▶ [Exercise details]: Your answer should be one number: how many lines of the records hold the string "minute".

▶ [Records provided]:
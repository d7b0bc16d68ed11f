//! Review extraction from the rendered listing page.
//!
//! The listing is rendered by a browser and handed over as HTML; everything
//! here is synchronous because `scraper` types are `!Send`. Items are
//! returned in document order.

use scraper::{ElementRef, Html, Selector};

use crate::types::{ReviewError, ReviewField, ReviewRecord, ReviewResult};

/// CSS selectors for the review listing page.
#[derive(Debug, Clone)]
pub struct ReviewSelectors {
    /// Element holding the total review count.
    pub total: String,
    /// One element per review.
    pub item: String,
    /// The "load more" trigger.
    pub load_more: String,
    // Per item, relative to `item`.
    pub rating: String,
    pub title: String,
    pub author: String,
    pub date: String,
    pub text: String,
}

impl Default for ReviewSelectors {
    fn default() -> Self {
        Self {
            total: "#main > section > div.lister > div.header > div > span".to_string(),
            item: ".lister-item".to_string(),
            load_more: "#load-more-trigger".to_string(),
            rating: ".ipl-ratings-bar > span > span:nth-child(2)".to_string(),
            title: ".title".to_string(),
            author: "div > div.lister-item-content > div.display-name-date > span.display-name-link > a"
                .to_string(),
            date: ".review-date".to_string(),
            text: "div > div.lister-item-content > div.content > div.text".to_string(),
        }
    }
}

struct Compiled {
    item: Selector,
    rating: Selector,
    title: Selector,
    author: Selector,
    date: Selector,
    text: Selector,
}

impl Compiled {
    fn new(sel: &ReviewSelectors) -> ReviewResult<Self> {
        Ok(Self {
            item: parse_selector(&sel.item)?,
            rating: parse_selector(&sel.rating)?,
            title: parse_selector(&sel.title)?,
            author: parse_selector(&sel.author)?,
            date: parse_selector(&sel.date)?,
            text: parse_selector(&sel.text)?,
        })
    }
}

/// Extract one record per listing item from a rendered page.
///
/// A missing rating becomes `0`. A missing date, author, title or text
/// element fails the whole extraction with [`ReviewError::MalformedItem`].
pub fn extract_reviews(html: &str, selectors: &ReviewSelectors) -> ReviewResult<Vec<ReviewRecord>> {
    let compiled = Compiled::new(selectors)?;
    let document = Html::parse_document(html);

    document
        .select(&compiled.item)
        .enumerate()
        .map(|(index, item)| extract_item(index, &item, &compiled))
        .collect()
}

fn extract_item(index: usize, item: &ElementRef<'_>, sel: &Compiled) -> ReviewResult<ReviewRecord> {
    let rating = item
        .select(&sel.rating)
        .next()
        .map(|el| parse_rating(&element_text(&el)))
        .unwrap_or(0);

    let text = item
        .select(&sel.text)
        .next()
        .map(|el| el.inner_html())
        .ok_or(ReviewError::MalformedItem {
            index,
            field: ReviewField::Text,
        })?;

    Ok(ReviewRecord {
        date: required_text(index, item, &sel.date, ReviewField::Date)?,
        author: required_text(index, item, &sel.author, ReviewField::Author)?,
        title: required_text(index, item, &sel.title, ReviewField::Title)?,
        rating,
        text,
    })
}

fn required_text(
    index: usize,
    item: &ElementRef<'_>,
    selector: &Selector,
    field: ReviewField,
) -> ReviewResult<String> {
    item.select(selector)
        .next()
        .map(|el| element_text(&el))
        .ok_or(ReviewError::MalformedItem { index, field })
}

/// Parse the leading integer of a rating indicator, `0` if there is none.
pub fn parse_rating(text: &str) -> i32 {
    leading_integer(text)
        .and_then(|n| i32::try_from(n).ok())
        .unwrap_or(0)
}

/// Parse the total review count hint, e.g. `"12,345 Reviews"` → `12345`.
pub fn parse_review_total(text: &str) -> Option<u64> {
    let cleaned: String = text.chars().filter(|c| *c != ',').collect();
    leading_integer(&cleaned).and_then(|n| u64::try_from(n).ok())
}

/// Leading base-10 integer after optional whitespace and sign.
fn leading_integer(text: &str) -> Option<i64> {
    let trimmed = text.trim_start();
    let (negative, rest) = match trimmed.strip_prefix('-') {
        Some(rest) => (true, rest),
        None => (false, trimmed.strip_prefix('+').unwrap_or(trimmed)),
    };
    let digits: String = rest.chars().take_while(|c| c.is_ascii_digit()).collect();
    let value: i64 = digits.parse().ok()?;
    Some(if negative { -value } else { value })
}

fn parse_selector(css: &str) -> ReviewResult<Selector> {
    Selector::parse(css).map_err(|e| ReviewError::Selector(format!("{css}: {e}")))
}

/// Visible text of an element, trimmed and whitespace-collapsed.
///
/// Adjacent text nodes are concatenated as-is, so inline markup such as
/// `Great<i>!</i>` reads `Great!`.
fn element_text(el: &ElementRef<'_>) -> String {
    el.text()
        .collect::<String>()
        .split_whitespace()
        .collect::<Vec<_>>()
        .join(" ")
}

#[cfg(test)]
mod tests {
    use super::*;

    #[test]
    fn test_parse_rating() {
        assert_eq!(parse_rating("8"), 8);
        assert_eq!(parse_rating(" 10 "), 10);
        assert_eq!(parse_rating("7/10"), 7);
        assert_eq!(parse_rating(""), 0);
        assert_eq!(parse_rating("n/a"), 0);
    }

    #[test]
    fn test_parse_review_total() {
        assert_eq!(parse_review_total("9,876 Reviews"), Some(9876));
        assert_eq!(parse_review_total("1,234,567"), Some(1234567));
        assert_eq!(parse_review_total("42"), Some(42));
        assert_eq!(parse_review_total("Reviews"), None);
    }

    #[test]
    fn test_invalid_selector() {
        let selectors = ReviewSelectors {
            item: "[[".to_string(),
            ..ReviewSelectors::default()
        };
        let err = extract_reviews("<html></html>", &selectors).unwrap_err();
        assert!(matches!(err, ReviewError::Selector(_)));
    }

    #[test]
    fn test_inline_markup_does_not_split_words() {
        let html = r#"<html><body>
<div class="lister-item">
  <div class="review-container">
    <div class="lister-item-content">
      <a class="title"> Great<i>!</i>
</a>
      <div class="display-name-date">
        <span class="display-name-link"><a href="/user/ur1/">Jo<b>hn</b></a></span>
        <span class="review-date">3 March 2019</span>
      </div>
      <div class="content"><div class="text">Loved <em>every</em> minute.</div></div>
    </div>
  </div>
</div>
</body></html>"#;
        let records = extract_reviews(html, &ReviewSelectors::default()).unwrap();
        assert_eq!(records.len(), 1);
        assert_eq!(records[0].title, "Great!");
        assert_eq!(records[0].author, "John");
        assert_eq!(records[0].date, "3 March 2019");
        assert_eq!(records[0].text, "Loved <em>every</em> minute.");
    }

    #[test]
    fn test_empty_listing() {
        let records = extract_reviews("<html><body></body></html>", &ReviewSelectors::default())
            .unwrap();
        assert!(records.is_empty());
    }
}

---

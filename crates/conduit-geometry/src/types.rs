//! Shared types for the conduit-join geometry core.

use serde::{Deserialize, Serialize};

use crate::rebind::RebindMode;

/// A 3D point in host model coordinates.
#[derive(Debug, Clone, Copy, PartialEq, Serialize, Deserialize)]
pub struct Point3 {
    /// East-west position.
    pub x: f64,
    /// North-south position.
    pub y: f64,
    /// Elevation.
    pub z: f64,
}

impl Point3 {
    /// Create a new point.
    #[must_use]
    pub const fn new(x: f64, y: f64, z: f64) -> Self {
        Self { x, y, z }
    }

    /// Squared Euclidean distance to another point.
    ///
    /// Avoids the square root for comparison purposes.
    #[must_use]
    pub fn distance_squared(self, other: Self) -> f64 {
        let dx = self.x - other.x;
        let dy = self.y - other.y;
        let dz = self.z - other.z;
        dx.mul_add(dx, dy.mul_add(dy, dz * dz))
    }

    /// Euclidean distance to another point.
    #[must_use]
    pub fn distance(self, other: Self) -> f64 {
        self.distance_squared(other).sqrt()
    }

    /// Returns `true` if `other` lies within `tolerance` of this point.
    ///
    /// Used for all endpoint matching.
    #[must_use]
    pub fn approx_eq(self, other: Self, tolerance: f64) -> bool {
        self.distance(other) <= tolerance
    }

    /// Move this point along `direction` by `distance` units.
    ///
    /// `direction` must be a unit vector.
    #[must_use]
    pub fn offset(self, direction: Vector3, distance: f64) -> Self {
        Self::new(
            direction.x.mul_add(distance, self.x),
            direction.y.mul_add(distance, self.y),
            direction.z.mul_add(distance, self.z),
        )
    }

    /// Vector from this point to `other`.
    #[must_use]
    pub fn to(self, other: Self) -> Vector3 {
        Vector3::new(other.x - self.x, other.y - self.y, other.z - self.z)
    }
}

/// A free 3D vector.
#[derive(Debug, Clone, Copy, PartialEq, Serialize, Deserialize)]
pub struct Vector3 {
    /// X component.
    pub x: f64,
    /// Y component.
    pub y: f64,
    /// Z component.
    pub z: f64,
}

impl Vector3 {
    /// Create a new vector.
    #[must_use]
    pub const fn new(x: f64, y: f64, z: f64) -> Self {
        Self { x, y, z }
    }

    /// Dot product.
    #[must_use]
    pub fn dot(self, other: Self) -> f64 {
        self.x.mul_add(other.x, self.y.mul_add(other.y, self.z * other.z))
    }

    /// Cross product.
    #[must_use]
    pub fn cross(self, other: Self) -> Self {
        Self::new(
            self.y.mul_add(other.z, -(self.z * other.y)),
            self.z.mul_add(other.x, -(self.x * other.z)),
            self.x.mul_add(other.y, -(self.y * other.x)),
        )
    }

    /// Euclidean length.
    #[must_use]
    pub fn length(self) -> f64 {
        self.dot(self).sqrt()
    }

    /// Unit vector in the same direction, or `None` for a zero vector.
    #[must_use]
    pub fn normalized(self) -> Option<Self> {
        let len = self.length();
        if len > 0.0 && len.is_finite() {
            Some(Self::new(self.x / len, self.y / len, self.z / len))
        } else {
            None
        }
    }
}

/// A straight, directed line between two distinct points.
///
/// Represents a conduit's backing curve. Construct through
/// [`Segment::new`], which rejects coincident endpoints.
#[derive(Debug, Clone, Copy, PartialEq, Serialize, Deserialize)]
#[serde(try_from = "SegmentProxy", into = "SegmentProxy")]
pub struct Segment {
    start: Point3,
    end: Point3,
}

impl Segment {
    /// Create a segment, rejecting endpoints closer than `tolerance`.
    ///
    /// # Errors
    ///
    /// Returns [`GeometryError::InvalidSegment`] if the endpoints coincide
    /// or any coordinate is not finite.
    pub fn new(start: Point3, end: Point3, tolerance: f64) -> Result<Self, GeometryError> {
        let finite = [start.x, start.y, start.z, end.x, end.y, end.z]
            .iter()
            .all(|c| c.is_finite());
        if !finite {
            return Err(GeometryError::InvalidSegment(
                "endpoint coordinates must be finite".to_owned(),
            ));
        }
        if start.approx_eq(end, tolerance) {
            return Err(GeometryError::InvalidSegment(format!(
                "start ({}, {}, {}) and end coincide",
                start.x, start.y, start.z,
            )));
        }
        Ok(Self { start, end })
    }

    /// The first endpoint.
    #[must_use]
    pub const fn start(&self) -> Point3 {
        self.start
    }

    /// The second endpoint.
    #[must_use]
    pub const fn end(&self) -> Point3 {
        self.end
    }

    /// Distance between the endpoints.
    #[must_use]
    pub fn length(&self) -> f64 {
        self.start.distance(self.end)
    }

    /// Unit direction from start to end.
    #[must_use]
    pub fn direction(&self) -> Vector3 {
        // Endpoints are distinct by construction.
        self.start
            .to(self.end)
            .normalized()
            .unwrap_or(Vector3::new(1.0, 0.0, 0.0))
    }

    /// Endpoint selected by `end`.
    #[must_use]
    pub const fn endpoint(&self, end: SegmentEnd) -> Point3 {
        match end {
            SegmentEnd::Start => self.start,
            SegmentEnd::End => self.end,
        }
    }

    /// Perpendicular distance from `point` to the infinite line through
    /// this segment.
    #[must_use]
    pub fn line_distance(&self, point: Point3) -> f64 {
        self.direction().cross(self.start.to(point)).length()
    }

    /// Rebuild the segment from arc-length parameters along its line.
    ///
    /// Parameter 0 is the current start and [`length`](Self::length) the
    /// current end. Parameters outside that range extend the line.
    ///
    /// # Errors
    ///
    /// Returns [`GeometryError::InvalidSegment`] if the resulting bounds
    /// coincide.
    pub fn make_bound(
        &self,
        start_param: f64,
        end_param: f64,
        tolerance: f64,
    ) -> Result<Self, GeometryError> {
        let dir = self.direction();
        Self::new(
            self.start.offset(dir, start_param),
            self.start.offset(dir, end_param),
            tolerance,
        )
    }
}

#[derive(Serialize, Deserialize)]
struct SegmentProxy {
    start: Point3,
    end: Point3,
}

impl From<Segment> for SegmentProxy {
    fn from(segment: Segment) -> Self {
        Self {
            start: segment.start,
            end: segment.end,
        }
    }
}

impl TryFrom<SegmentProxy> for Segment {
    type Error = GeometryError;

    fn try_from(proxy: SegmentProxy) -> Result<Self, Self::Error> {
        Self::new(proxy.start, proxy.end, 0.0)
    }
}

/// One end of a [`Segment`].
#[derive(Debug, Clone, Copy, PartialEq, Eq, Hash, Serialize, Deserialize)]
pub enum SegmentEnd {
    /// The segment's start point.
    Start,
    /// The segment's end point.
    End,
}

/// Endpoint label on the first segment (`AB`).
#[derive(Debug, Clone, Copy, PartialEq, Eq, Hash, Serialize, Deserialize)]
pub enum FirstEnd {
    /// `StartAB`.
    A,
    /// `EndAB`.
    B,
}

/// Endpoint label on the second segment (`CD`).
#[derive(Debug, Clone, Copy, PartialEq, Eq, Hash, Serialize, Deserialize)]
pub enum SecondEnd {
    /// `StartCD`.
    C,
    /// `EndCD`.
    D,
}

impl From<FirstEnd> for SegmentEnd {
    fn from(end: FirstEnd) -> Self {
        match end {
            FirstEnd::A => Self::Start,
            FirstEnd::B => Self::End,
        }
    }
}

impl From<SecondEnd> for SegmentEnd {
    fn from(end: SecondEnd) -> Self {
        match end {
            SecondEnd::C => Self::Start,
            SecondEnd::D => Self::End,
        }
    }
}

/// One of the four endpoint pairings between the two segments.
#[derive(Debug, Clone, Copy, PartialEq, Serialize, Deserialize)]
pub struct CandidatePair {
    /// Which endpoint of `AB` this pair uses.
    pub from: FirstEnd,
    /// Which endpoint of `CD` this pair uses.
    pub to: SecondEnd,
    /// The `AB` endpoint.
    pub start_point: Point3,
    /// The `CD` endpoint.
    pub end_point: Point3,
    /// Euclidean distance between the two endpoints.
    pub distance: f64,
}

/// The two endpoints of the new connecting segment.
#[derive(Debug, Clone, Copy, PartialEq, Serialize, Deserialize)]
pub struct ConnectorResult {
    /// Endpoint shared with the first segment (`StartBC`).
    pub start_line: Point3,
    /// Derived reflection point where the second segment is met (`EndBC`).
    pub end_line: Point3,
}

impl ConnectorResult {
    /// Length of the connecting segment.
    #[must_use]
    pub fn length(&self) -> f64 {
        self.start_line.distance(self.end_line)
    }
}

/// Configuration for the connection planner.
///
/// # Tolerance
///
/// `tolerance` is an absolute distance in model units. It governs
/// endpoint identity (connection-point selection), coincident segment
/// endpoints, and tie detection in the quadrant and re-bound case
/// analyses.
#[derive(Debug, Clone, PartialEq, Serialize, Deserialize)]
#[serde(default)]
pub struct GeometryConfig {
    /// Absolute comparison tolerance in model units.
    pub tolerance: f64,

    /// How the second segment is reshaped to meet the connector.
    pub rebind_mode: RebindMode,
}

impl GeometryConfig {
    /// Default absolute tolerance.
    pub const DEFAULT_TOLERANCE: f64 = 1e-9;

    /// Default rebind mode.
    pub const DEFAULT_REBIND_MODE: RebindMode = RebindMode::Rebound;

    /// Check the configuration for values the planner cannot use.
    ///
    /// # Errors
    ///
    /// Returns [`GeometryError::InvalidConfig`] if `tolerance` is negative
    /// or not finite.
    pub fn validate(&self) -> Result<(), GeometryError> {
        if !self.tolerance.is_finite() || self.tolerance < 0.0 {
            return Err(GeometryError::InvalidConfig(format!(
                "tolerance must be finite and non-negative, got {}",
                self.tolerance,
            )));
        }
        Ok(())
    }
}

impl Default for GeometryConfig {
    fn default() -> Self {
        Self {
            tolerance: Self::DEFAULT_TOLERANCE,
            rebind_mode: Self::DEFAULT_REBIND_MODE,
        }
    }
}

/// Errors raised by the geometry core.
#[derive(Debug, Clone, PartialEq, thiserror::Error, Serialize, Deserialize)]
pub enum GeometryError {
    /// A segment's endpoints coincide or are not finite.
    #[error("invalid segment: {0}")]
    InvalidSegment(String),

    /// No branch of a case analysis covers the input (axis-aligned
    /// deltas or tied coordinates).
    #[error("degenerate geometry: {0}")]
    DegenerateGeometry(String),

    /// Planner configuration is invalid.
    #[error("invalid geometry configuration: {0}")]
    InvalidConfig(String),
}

▶ [Answer area]: 2